Ganzheitliches Training, um sein volles Potenzial auszuschöpfen

Im Alltag und beim Sport beeinflussen sich Schmerz, Haltung und Funktion gegenseitig. Das bedeutet beispielsweise, dass bei Schmerzen eine Haltung eingenommen wird, die Bewegungsabläufe in der Funktion behindert. Ausgleichssport zielt genau auf alle dieser drei Bereiche ab, um maximale und schmerzfreie Bewegungsfreiheit und muskuläres Gleichgewicht herzustellen, sowie gezielt Dysbalancen abzubauen. Bewegungsabläufe optimieren, Schwächen ausmerzen, Leistungsvermögen perfektionieren – all das soll, muss ein ganzheitliches Training leisten können.

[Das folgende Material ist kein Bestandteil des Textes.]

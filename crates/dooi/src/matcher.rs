use std::path::{Path, PathBuf};

use globset::{GlobBuilder, GlobSet, GlobSetBuilder};
use ignore::WalkBuilder;
use schemars::JsonSchema;
use serde::Serialize;

use crate::error::{DooiError, ErrorCode, Result};
use crate::guard::validate_glob_patterns;

/// One filesystem entry selected by an include/exclude specification.
#[derive(Debug, Clone, PartialEq, Eq, Serialize, JsonSchema)]
#[serde(rename_all = "camelCase")]
pub struct FileInfo {
    /// Root-relative path with `/` separators.
    pub relative_path: String,
    pub full_path: PathBuf,
    pub size: u64,
    pub is_directory: bool,
}

/// Compiled include/exclude globs.
///
/// `*` never crosses a `/`, so `*.log` only matches at the root while `**/*.log` matches at any
/// depth. Dot-files are matched like any other file.
#[derive(Debug, Clone)]
pub struct FileMatcher {
    include: GlobSet,
    exclude: GlobSet,
    /// Directory prefixes of `dir/**` excludes; matching directories are not descended into.
    prune: GlobSet,
}

impl FileMatcher {
    pub fn new<I: AsRef<str>, E: AsRef<str>>(include: &[I], exclude: &[E]) -> Result<Self> {
        let prune_prefixes: Vec<&str> = exclude
            .iter()
            .filter_map(|pattern| pattern.as_ref().strip_suffix("/**"))
            .filter(|prefix| !prefix.is_empty())
            .collect();

        Ok(Self {
            include: build_set(include)?,
            exclude: build_set(exclude)?,
            prune: build_set(&prune_prefixes)?,
        })
    }

    pub fn is_match(&self, relative: &str) -> bool {
        self.include.is_match(relative) && !self.exclude.is_match(relative)
    }

    /// Walks `root` and returns every matching file and directory, sorted by path.
    pub fn walk(&self, root: &Path) -> Result<Vec<FileInfo>> {
        if !root.is_dir() {
            return Err(DooiError::with_message(
                ErrorCode::InternalError,
                format!("Failed to scan files: {} is not a directory", root.display()),
            )
            .detail("root", root.display().to_string()));
        }

        let prune = self.prune.clone();
        let exclude = self.exclude.clone();
        let prune_root = root.to_path_buf();
        let walker = WalkBuilder::new(root)
            .standard_filters(false)
            .follow_links(false)
            .sort_by_file_name(|a, b| a.cmp(b))
            .filter_entry(move |entry| {
                let is_dir = entry.file_type().is_some_and(|ft| ft.is_dir());
                if !is_dir || entry.depth() == 0 {
                    return true;
                }
                let Some(relative) = relative_path(&prune_root, entry.path()) else {
                    return true;
                };
                !(prune.is_match(&relative) || exclude.is_match(&relative))
            })
            .build();

        let mut files = Vec::new();
        for entry in walker {
            let entry = match entry {
                Ok(entry) => entry,
                Err(err) => {
                    tracing::warn!(error = %err, "skipping unreadable entry");
                    continue;
                }
            };
            if entry.depth() == 0 {
                continue;
            }
            let Some(relative) = relative_path(root, entry.path()) else {
                continue;
            };
            if !self.is_match(&relative) {
                continue;
            }

            let metadata = entry.metadata().ok();
            files.push(FileInfo {
                relative_path: relative,
                full_path: entry.path().to_path_buf(),
                size: metadata.as_ref().map(|m| m.len()).unwrap_or(0),
                is_directory: metadata.as_ref().is_some_and(|m| m.is_dir()),
            });
        }

        Ok(files)
    }
}

/// Validates the patterns, then lists matches under `root`.
pub fn match_files<I: AsRef<str>, E: AsRef<str>>(
    root: &Path,
    include: &[I],
    exclude: &[E],
) -> Result<Vec<FileInfo>> {
    validate_glob_patterns(include)?;
    validate_glob_patterns(exclude)?;

    let files = FileMatcher::new(include, exclude)?.walk(root)?;
    tracing::debug!(root = %root.display(), count = files.len(), "matched files");
    Ok(files)
}

/// Fails with `NoMatches` when `files` is empty.
pub fn require_matches<I: AsRef<str>, E: AsRef<str>>(
    files: Vec<FileInfo>,
    include: &[I],
    exclude: &[E],
) -> Result<Vec<FileInfo>> {
    if files.is_empty() {
        return Err(DooiError::with_message(
            ErrorCode::NoMatches,
            "No files match the specified include/exclude patterns",
        )
        .detail("include", join_patterns(include))
        .detail("exclude", join_patterns(exclude)));
    }
    Ok(files)
}

fn build_set<S: AsRef<str>>(patterns: &[S]) -> Result<GlobSet> {
    let mut builder = GlobSetBuilder::new();
    for pattern in patterns {
        let pattern = pattern.as_ref();
        let glob = GlobBuilder::new(pattern)
            .literal_separator(true)
            .build()
            .map_err(|err| {
                DooiError::invalid_input(format!("Invalid glob pattern '{pattern}': {err}"))
                    .detail("pattern", pattern)
            })?;
        builder.add(glob);
    }
    builder
        .build()
        .map_err(|err| DooiError::invalid_input(format!("Invalid glob patterns: {err}")))
}

fn relative_path(root: &Path, path: &Path) -> Option<String> {
    let relative = path.strip_prefix(root).ok()?;
    Some(relative.to_string_lossy().replace('\\', "/"))
}

fn join_patterns<S: AsRef<str>>(patterns: &[S]) -> String {
    patterns
        .iter()
        .map(|p| p.as_ref())
        .collect::<Vec<_>>()
        .join(",")
}

#[cfg(test)]
mod tests {
    use std::fs;

    use super::*;
    use crate::config::{default_exclude, default_include};

    fn write(root: &Path, relative: &str, body: &str) {
        let path = root.join(relative);
        fs::create_dir_all(path.parent().unwrap()).unwrap();
        fs::write(path, body).unwrap();
    }

    #[test]
    fn include_then_exclude() {
        let temp = tempfile::tempdir().unwrap();
        write(temp.path(), "components/ui/button.tsx", "export {}");
        write(temp.path(), "node_modules/react/index.js", "");
        write(temp.path(), "debug.log", "");
        write(temp.path(), ".dooi/meta.json", "{}");
        write(temp.path(), "README.md", "# hi");

        let files = match_files(temp.path(), &default_include(), &default_exclude()).unwrap();
        let paths: Vec<_> = files.iter().map(|f| f.relative_path.as_str()).collect();
        assert_eq!(paths, vec!["README.md", "components/ui/button.tsx"]);
        assert!(files.iter().all(|f| !f.is_directory));
        assert_eq!(files[1].size, 9);
    }

    #[test]
    fn directories_are_returned_when_included() {
        let temp = tempfile::tempdir().unwrap();
        write(temp.path(), "lib/utils.ts", "");

        let files = match_files(temp.path(), &["lib", "lib/*.ts"], &[] as &[&str]).unwrap();
        assert_eq!(files.len(), 2);
        assert!(files[0].is_directory);
        assert_eq!(files[1].relative_path, "lib/utils.ts");
    }

    #[test]
    fn star_does_not_cross_separators() {
        let matcher = FileMatcher::new(&["*.log"], &[] as &[&str]).unwrap();
        assert!(matcher.is_match("debug.log"));
        assert!(!matcher.is_match("logs/debug.log"));
    }

    #[test]
    fn empty_result_fails_no_matches() {
        let temp = tempfile::tempdir().unwrap();
        let files = match_files(temp.path(), &["**/*.tsx"], &[] as &[&str]).unwrap();
        let err = require_matches(files, &["**/*.tsx"], &[] as &[&str]).unwrap_err();
        assert_eq!(err.code(), ErrorCode::NoMatches);
    }
}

Wer seinen Lieblingssport regelmäßig ausübt, wird feststellen, dass er dennoch immer wieder mal Beschwerden im Bewegungsapparat haben kann. „Wer also sein volles Potenzial wirklich ausschöpfen will, muss ganzheitlich trainieren und neben Ausdauer, Kraft und Schnelligkeit die Balance, Mobilität und Stabilität seines Körpers optimieren und das Gehirn als zentrale Schaltstelle integrieren.“ Wie funktionelles Training gehört deshalb auch Ausgleichssport zu einem ganzheitlichen Training. Man könnte auch sagen „Ergänzungstraining“ – Übungen, die die mentale Entspannung unterstützen eingeschlossen. Ausgleichssport hilft, einseitiger Beanspruchung entgegenzuwirken und kann leistungsbestimmende Faktoren des Sportlers positiv beeinflussen.